Talking Self-harm with Parents

 

 Kate and Marijke, our CAMHS Speakers 


Thank you for supporting this event – our third session for parents on adolescent mental health and the second we’ve had on self-harm. I’m going to hand over to the experts from CAMHS in just a few minutes but I wanted to begin by providing some context for their presentation.


Firstly, I want to reassure you that we’re not running this event because we have a massive problem with self-harm at Thomas Cowley. Rather, it’s an issue in all secondary schools – the Young Minds mental health charity estimates that I in 12 young people use self-harm as a way of coping. So TCHS isn’t unique in facing this problem. Perhaps we are unusual, though, in that we are actually trying to deal with it. We’re not just picking up the ‘phone and making endless referrals to CAMHS when we’re worried about a young person.


So what do we do before we make that call? Well, we have tried to create a climate where it’s ok for young people to open up about their difficulties. We have an annual mental health awareness-raising week and we also teach students how to promote their emotional health as part of our PSHE programme. What we find through this work is that young people are much more open minded and less judgemental about mental health issues than many adults are – so we try to harness that openness and foster a climate in which people feel able and willing to ask for help.


When they do ask for help, there are of course judgements we have to make. If it’s clear that problems are acute, we contact parents and advise they go to GP for a referral to CAMHS. If the GP doesn’t make that referral, and some are more proactive than others on mental health, then we make the referral ourselves. 


There are numerous occasions, though, when young people approach us just because they are feeling very sad or stressed and they need to talk to an adult who will properly listen. This is where keyworker support comes in – we have a team of fifteen people who are trained in counselling and who provide this all-important listening ear. Most of them are here tonight. Some keyworkers see their young people daily, others might meet less frequently. It’s a very flexible provision and the student tends to dictate the pace. 

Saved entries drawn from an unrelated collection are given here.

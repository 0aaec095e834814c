//! Acoustic feature extraction.
//!
//! Converts an uploaded audio file into the fixed-length vector the grammar
//! model was trained on: per-coefficient mean and standard deviation of
//! MFCCs and chroma, concatenated as
//! `[mfcc_mean, mfcc_std, chroma_mean, chroma_std]`. The model was trained
//! against that exact layout; reordering it produces wrong scores with no
//! detectable error.

pub mod chroma;
pub mod decode;
pub mod mfcc;
pub mod stft;

use std::path::Path;

use serde::{Deserialize, Serialize};
use thiserror::Error;
use tracing::warn;

pub use chroma::CHROMA_BINS;

#[derive(Debug, Clone, Serialize, Deserialize)]
pub struct FeatureConfig {
    /// Analysis sample rate; uploads at other rates are resampled.
    #[serde(default = "default_sample_rate")]
    pub sample_rate: u32,
    /// Number of cepstral coefficients kept per frame.
    #[serde(default = "default_n_mfcc")]
    pub n_mfcc: usize,
    /// Clips longer than this are truncated; shorter clips are used as-is.
    #[serde(default = "default_max_duration")]
    pub max_duration_secs: f32,
}

fn default_sample_rate() -> u32 {
    22050
}

fn default_n_mfcc() -> usize {
    13
}

fn default_max_duration() -> f32 {
    5.0
}

impl Default for FeatureConfig {
    fn default() -> Self {
        Self {
            sample_rate: default_sample_rate(),
            n_mfcc: default_n_mfcc(),
            max_duration_secs: default_max_duration(),
        }
    }
}

impl FeatureConfig {
    /// Length of the extracted vector: mean and std for each MFCC
    /// coefficient plus mean and std for each of the 12 chroma bins.
    pub fn feature_len(&self) -> usize {
        2 * self.n_mfcc + 2 * CHROMA_BINS
    }
}

#[derive(Debug, Error)]
pub enum FeatureError {
    #[error("decoding failed: {0}")]
    Decode(String),
    #[error("resampling failed: {0}")]
    Resample(String),
    #[error("spectrum computation failed: {0}")]
    Fft(String),
    #[error("clip too short for analysis: {0} samples")]
    TooShort(usize),
    #[error(transparent)]
    Io(#[from] std::io::Error),
}

/// Result of a feature extraction.
///
/// `Degraded` carries an all-zero vector of the correct length in place of
/// real features, so callers that only need shape-correct input can score it
/// anyway, while tests and logs can tell the two apart.
#[derive(Debug, Clone, PartialEq)]
pub enum FeatureOutcome {
    Extracted(Vec<f32>),
    Degraded { vector: Vec<f32>, reason: String },
}

impl FeatureOutcome {
    pub fn vector(&self) -> &[f32] {
        match self {
            FeatureOutcome::Extracted(v) => v,
            FeatureOutcome::Degraded { vector, .. } => vector,
        }
    }

    pub fn is_degraded(&self) -> bool {
        matches!(self, FeatureOutcome::Degraded { .. })
    }
}

/// Extract the feature vector for an audio file.
///
/// Never fails: any decoding or computation error is logged and replaced by
/// a zero vector of the expected length, so the caller always receives a
/// shape-correct result. Identical input bytes and config always produce
/// identical output.
pub fn extract_features(path: &Path, config: &FeatureConfig) -> FeatureOutcome {
    match extract_inner(path, config) {
        Ok(vector) => FeatureOutcome::Extracted(vector),
        Err(e) => {
            warn!(
                error = %e,
                path = %path.display(),
                "Feature extraction failed, substituting zero vector"
            );
            FeatureOutcome::Degraded {
                vector: vec![0.0; config.feature_len()],
                reason: e.to_string(),
            }
        }
    }
}

fn extract_inner(path: &Path, config: &FeatureConfig) -> Result<Vec<f32>, FeatureError> {
    let data = std::fs::read(path)?;
    let mut samples = decode::decode_to_mono(data, config.sample_rate)?;

    // Cap the analysis window for consistency across clip lengths
    let max_samples = (config.max_duration_secs * config.sample_rate as f32) as usize;
    samples.truncate(max_samples);

    if samples.len() < stft::FRAME_SIZE {
        return Err(FeatureError::TooShort(samples.len()));
    }

    let spectrogram = stft::power_spectrogram(&samples)?;

    let mfcc = mfcc::mfcc_frames(&spectrogram, config.sample_rate, config.n_mfcc);
    let chroma = chroma::chroma_frames(&spectrogram, config.sample_rate);

    let (mfcc_mean, mfcc_std) = mean_std(&mfcc, config.n_mfcc);
    let (chroma_mean, chroma_std) = mean_std(&chroma, CHROMA_BINS);

    let mut features = Vec::with_capacity(config.feature_len());
    features.extend(mfcc_mean);
    features.extend(mfcc_std);
    features.extend(chroma_mean);
    features.extend(chroma_std);
    Ok(features)
}

/// Per-coefficient mean and population standard deviation across frames.
/// Callers guarantee `frames` is non-empty and every frame has length `dim`.
fn mean_std(frames: &[Vec<f32>], dim: usize) -> (Vec<f32>, Vec<f32>) {
    let n = frames.len() as f32;

    let mut mean = vec![0.0f32; dim];
    for frame in frames {
        for (m, &v) in mean.iter_mut().zip(frame) {
            *m += v;
        }
    }
    for m in &mut mean {
        *m /= n;
    }

    let mut var = vec![0.0f32; dim];
    for frame in frames {
        for ((s, &m), &v) in var.iter_mut().zip(&mean).zip(frame) {
            *s += (v - m) * (v - m);
        }
    }
    let std = var.into_iter().map(|s| (s / n).sqrt()).collect();

    (mean, std)
}
//! Short-time Fourier transform shared by the MFCC and chroma extractors.

use realfft::RealFftPlanner;

use super::FeatureError;

/// Analysis frame length in samples.
pub const FRAME_SIZE: usize = 2048;
/// Hop between consecutive frames in samples.
pub const HOP_SIZE: usize = 512;
/// Spectrum bins per frame.
pub const N_BINS: usize = FRAME_SIZE / 2 + 1;

/// Compute a power spectrogram: one `N_BINS`-element row per analysis frame,
/// Hann-windowed, no padding at either edge. Input shorter than one frame
/// yields no rows; callers reject that case before reducing over time.
pub fn power_spectrogram(samples: &[f32]) -> Result<Vec<Vec<f32>>, FeatureError> {
    if samples.len() < FRAME_SIZE {
        return Ok(Vec::new());
    }

    let fft = RealFftPlanner::<f32>::new().plan_fft_forward(FRAME_SIZE);
    let window = hann_window(FRAME_SIZE);

    let mut input = fft.make_input_vec();
    let mut output = fft.make_output_vec();
    let mut scratch = fft.make_scratch_vec();

    let n_frames = (samples.len() - FRAME_SIZE) / HOP_SIZE + 1;
    let mut frames = Vec::with_capacity(n_frames);

    for frame_idx in 0..n_frames {
        let start = frame_idx * HOP_SIZE;
        let frame = &samples[start..start + FRAME_SIZE];

        for ((dst, &sample), &w) in input.iter_mut().zip(frame).zip(&window) {
            *dst = sample * w;
        }

        fft.process_with_scratch(&mut input, &mut output, &mut scratch)
            .map_err(|e| FeatureError::Fft(e.to_string()))?;

        frames.push(
            output
                .iter()
                .map(|c| c.re * c.re + c.im * c.im)
                .collect::<Vec<f32>>(),
        );
    }

    Ok(frames)
}

/// Periodic-symmetric Hann window.
fn hann_window(size: usize) -> Vec<f32> {
    (0..size)
        .map(|i| {
            let phase = 2.0 * std::f32::consts::PI * i as f32 / size as f32;
            0.5 * (1.0 - phase.cos())
        })
        .collect()
}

Keyworkers also deliver more targeted support programmes for individuals with particular needs – so we use ‘Starving the Anxiety Gremlin’, a range of anger management resources and also the self-harm programme that’s available for you to take away tonight. Our students really value this service and we know that by offering early help of this kind we are able to prevent normal teenage difficulties from escalating into full blown mental illnesses.


An area of work we’re just starting to develop is peer support. A year 11 student caught me in the yard recently and reminded me of the time during most of Years 9 and 10 when her self-harm was really out of control. She was seeing her keyworker daily as well as accessing CAMHS support back then. She said that she felt that she would never be able to stop. But she did. In fact she told me she’s been ‘clean’ for five months and that she now wants to help others.  She wants to convince students who feel now like she did then that full recovery is possible. So we’ve set up some sessions after Easter and I’m confident they will help all concerned.


In a nutshell, what we’re trying to do at TCHS is develop community support and clearly as parents and carers you are a crucial part of that community. We can I think feel very isolated as the parents of struggling teenagers so it’s good to get together. We need guidance too; we’re doing this parenting thing for the first time and it’s tough. I know through bitter personal experience that we get it wrong sometimes. 


My daughter is still in recovery from anorexia. In its early stage, some three years ago, I was no more useful than a startled rabbit caught in the headlights. All I wanted was for the cavalry to come charging over the hill in the form of CAMHS to fix everything. The cavalry did eventually arrive, six months after we first went to the GP, but it didn’t fix everything. And that’s not a criticism of CAMHS at all. It just wasn’t that simple and mental illness isn’t simple. For a start, the sufferer must want to get better – and my daughter didn’t – not until much more recently. And I also learned that it is actually families that fix kids. We need guidance from mental health professionals, of course, but in the end we do the real work. That’s why I’m so delighted you’ve turned out tonight. Your role is crucial – and I’ll hand you over to Kate and Marijke now for the guidance you’ve come to hear.